Il est l’un de ceux qui font le moins de vagues ou de faux-pas comparativement à des poids lourds en la matière comme Moncef Ben Salem ou Rafik Bouchlaka.
Réservé, il observe et avance avec prudence. Pourtant le secteur sur lequel il veille est l’un de ceux qui demande le plus d’action. Le ministre a-t-il fini de prendre le pouls d’une profession qui, avant sa nomination, demandait un profil opérationnel notamment dans une lettre ouverte envoyée par l’Association « Action Tourisme » ?
Dernièrement à Djerba lors du congrès de l’Organisation Mondial du Tourisme, Elyes Fakhfakh a beaucoup écouté et analysé. Il a été accessible à tous les intervenants en démultipliant les rendez-vous et en accordant autant d’entretiens que nécessaire à la presse. Son principal défi est de parvenir à rassurer. En a-t-il seulement les moyens ?
Elyes Fakhfakh est soutenu dans sa démarche par le premier ministre Hamadi Jebali qui a fait le déplacement spécialement pour le Congrès et a ainsi souhaité envoyer un signal fort à un des réseaux internationaux les plus puissants. Cependant l’intervention du chef de gouvernement n’a pas vraiment convaincu. Hormis son appui par la présence, Hamadi Jebali défend-t-il une vision? Il répète inlassablement que le tourisme est et restera une priorité pour la Tunisie. Et c’est tant mieux ! D’ailleurs, comment pourrait-il en être autrement ? Ce ne sont pas les discours plein de bonnes intentions qui porteront le tourisme vers plus de rentabilité et un véritable développement.
Le tourisme sera une des priorités de la Tunisie de demain. Sauf que pour y croire, tout le monde a besoin de voir. Et chacun voudra voir ce qui est de nature à le rassurer ou répondre à ses besoins. . Les touristes veulent voir la fête qui ne vient pas, la qualité qui ne s’améliore pas et la diversification qui ne répond pas à leurs attentes. Les professionnels veulent être soutenus pour ne pas couler, un « Open Sky » pour avoir plus de monde et davantage d’autonomie dans la promotion de leurs produits et régions. Les investisseurs nationaux et étrangers espèrent un nouveau code d’investissement et surtout un climat de confiance pour créer un nouveau modèle s’appuyant sur une stratégie à long terme.

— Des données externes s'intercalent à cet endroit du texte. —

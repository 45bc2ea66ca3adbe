use std::sync::Arc;

use axum::extract::{Path, State};
use axum::http::HeaderMap;
use axum::Json;
use serde::Deserialize;
use serde_json::{json, Value};

use crate::auth;
use crate::db::queries;
use crate::errors::AppError;
use crate::state::AppState;

// POST /api/messages/delete
#[derive(Deserialize)]
pub struct DeleteMessagesRequest {
    pub user_id: Option<String>,
}

pub async fn delete_messages(
    State(state): State<Arc<AppState>>,
    headers: HeaderMap,
    Json(body): Json<DeleteMessagesRequest>,
) -> Result<Json<Value>, AppError> {
    auth::bearer_subject(&headers, &state.config.jwt_secret)?;

    let user_id = body
        .user_id
        .as_deref()
        .filter(|s| !s.is_empty())
        .ok_or_else(|| AppError::Validation("User ID is required".to_string()))?;

    let mut db = state.db.lock().unwrap();

    // History and session state go together so the bot restarts clean.
    let tx = db.transaction()?;
    let deleted = queries::delete_user_messages(&tx, user_id)?;
    queries::delete_user_sessions(&tx, user_id)?;
    tx.commit()?;

    Ok(Json(json!({
        "success": true,
        "message": format!("Successfully deleted {deleted} messages"),
        "deletedCount": deleted,
    })))
}

// GET /api/messages/count/:user_id
pub async fn count_messages(
    State(state): State<Arc<AppState>>,
    headers: HeaderMap,
    Path(user_id): Path<String>,
) -> Result<Json<Value>, AppError> {
    auth::bearer_subject(&headers, &state.config.jwt_secret)?;

    let db = state.db.lock().unwrap();
    let count = queries::count_user_messages(&db, &user_id)?;

    Ok(Json(json!({
        "success": true,
        "messageCount": count,
    })))
}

Pour cela et bien plus, Elyes Fakhfakh a annoncé une feuille de route pour bientôt. Celle-ci sera présentée à l’Assemblée Constituante pour validation. Elle contient une version comprimée des 160 mesures de l’étude Roland Berger. Si avant la révolution, on ordonnait les études pour ne pas agir, depuis le 14 janvier et surtout le 23 octobre, on n’attend plus que les décisions politiques pour activer les réformes, enclencher l’action et commencer à restructurer un secteur vital pour l’économie tunisienne. Quand le discours fera-t-il place à l’action après l’immobilisme et la concertation ? Est-il nécessaire de préciser que ce n’est plus la saison 2012 ni même celle de 2013 qui sont d’actualité, mais bel et bien la crédibilité de toute la destination Tunisie qui est en jeu !

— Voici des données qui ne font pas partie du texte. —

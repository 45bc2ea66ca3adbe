use axum::http::HeaderMap;
use chrono::Utc;
use jsonwebtoken::{decode, encode, DecodingKey, EncodingKey, Header, Validation};
use serde::{Deserialize, Serialize};

use crate::errors::AppError;

/// Who a verified token speaks for. The `type` tag is embedded in the claims
/// so one verification routine serves all four issuance paths.
#[derive(Debug, Clone, Serialize, Deserialize, PartialEq, Eq)]
#[serde(tag = "type", rename_all = "lowercase")]
pub enum Subject {
    User { user_id: String, email: String },
    Admin { admin_id: String, username: String },
    Owner { owner_id: String, username: String },
    Property { property_id: String, username: String },
}

impl Subject {
    /// Token lifetime in seconds, per subject type.
    fn ttl_secs(&self) -> i64 {
        match self {
            Subject::User { .. } => 24 * 3600,
            Subject::Admin { .. } => 24 * 3600,
            Subject::Owner { .. } => 24 * 3600,
            Subject::Property { .. } => 24 * 3600,
        }
    }
}

#[derive(Debug, Serialize, Deserialize)]
struct Claims {
    #[serde(flatten)]
    subject: Subject,
    exp: i64,
}

pub fn issue_token(subject: &Subject, secret: &str) -> Result<String, AppError> {
    let claims = Claims {
        subject: subject.clone(),
        exp: Utc::now().timestamp() + subject.ttl_secs(),
    };
    encode(
        &Header::default(),
        &claims,
        &EncodingKey::from_secret(secret.as_bytes()),
    )
    .map_err(|e| AppError::Internal(anyhow::anyhow!("failed to sign token: {e}")))
}

pub fn verify_token(token: &str, secret: &str) -> Result<Subject, AppError> {
    let data = decode::<Claims>(
        token,
        &DecodingKey::from_secret(secret.as_bytes()),
        &Validation::default(),
    )
    .map_err(|e| match e.kind() {
        jsonwebtoken::errors::ErrorKind::ExpiredSignature => {
            AppError::Unauthorized("Unauthorized - Token has expired".to_string())
        }
        _ => AppError::Forbidden("Forbidden - Invalid token".to_string()),
    })?;
    Ok(data.claims.subject)
}

/// Pull the bearer token off the Authorization header and verify it.
pub fn bearer_subject(headers: &HeaderMap, secret: &str) -> Result<Subject, AppError> {
    let auth = headers
        .get("authorization")
        .and_then(|v| v.to_str().ok())
        .unwrap_or("");

    let token = auth.strip_prefix("Bearer ").ok_or_else(|| {
        AppError::Unauthorized("Unauthorized - No token provided or invalid format".to_string())
    })?;

    verify_token(token, secret)
}

/// Same as [`bearer_subject`] but only accepts admin tokens.
pub fn bearer_admin(headers: &HeaderMap, secret: &str) -> Result<(String, String), AppError> {
    match bearer_subject(headers, secret)? {
        Subject::Admin { admin_id, username } => Ok((admin_id, username)),
        _ => Err(AppError::Forbidden(
            "Forbidden - Admin access required".to_string(),
        )),
    }
}

#[cfg(test)]
mod tests {
    use super::*;

    #[test]
    fn round_trips_property_subject() {
        let subject = Subject::Property {
            property_id: "prop-1".to_string(),
            username: "seaview_hut".to_string(),
        };
        let token = issue_token(&subject, "test-secret").unwrap();
        assert_eq!(verify_token(&token, "test-secret").unwrap(), subject);
    }

    #[test]
    fn rejects_wrong_secret_as_forbidden() {
        let subject = Subject::Admin {
            admin_id: "adm-1".to_string(),
            username: "root".to_string(),
        };
        let token = issue_token(&subject, "secret-a").unwrap();
        match verify_token(&token, "secret-b") {
            Err(AppError::Forbidden(_)) => {}
            other => panic!("expected Forbidden, got {other:?}"),
        }
    }

    #[test]
    fn expired_token_is_unauthorized() {
        let claims = Claims {
            subject: Subject::User {
                user_id: "u-1".to_string(),
                email: "a@b.c".to_string(),
            },
            exp: Utc::now().timestamp() - 3600,
        };
        let token = encode(
            &Header::default(),
            &claims,
            &EncodingKey::from_secret(b"test-secret"),
        )
        .unwrap();
        match verify_token(&token, "test-secret") {
            Err(AppError::Unauthorized(msg)) => assert!(msg.contains("expired")),
            other => panic!("expected Unauthorized, got {other:?}"),
        }
    }
}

Si bien qu’on en vient à se demander s’il ne faudrait pas commencer par « marketer » Ennahdha plutôt que le tourisme tunisien. Les images que renvoie un parti islamiste sont souvent associées au terrorisme, à l’extrémisme, au niqab… Même si d’autres destinations à l’instar de la Turquie ont réalisé des résultats exceptionnels sous l’AKP, il est important de retenir que c’est la gouvernance qui compte autant et indépendamment de la dimension politique du parti au pouvoir.
D’ailleurs, les observateurs s’accordent à dire que c’est l’action, la composition et le bilan de l’actuel gouvernement de la Troïka qui pose problème dans notre pays et son bilan n’a vraiment pas arrangé les affaires du tourisme. Les médias internationaux se sont partagés avec ferveur les images des salafistes sur l’horloge de l’avenue Habib Bourguiba, les agressions contre les artistes, le procès Nessma, l’arrestation des journalistes, les propos haineux contre les juifs, les dérapages du 9 Avril dernier…

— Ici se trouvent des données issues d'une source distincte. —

use axum::http::StatusCode;
use axum::response::{IntoResponse, Response};

#[derive(Debug, thiserror::Error)]
pub enum AppError {
    #[error("{0}")]
    Validation(String),

    #[error("{0}")]
    Unauthorized(String),

    #[error("{0}")]
    Forbidden(String),

    #[error("{0}")]
    NotFound(String),

    /// Duplicate booking/slot. Served as 400, which is what existing
    /// clients expect.
    #[error("{0}")]
    Conflict(String),

    #[error("{0}")]
    Email(String),

    #[error("database error")]
    Database(#[from] rusqlite::Error),

    #[error("internal error")]
    Internal(#[from] anyhow::Error),
}

impl IntoResponse for AppError {
    fn into_response(self) -> Response {
        let status = match &self {
            AppError::Validation(_) | AppError::Conflict(_) => StatusCode::BAD_REQUEST,
            AppError::Unauthorized(_) => StatusCode::UNAUTHORIZED,
            AppError::Forbidden(_) => StatusCode::FORBIDDEN,
            AppError::NotFound(_) => StatusCode::NOT_FOUND,
            AppError::Email(_) | AppError::Database(_) | AppError::Internal(_) => {
                StatusCode::INTERNAL_SERVER_ERROR
            }
        };

        let body = match &self {
            AppError::Database(e) => {
                serde_json::json!({ "error": self.to_string(), "details": e.to_string() })
            }
            AppError::Internal(e) => {
                serde_json::json!({ "error": self.to_string(), "details": e.to_string() })
            }
            _ => serde_json::json!({ "error": self.to_string() }),
        };

        (status, axum::Json(body)).into_response()
    }
}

Les images de Sit In, les confrontations entre les populations et les forces de l’ordre, les braquages et le banditisme sont aussi sur la liste des griefs contre la destination. Sans parler de l’environnement qui se délabre, des poubelles qui ne sont plus ramassées, des animaux morts que l’on ne lève plus, des jardins, espaces verts et plages que l’on ne nettoie pas… Finalement, tout converge pour dissuader le touriste lambda de choisir la Tunisie pour ses vacances, hormis le prix… Et encore ! Alors que, justement, un des principaux enjeux de la révolution touristique tunisienne est de choisir la destination Tunisie et non plus un prix.
Pour en revenir à Elyes Fakhfakh, celui-ci tente aussi de trouver son équilibre dans un gouvernement qui essaye lui-même de trouver un équilibre dans un exercice auquel il ne s’attendait pas et pour lequel si peu de partis politiques étaient préparés.
Pour l’intérêt de la destination, il faut un maximum de consensus et de concertation pour redonner le goût du tourisme aux intervenants dans le secteur. La destination connait autant ses carences que ses remèdes pour se réinventer. Il ne reste plus qu’à raccorder les violons pour jouer une partition vivifiante.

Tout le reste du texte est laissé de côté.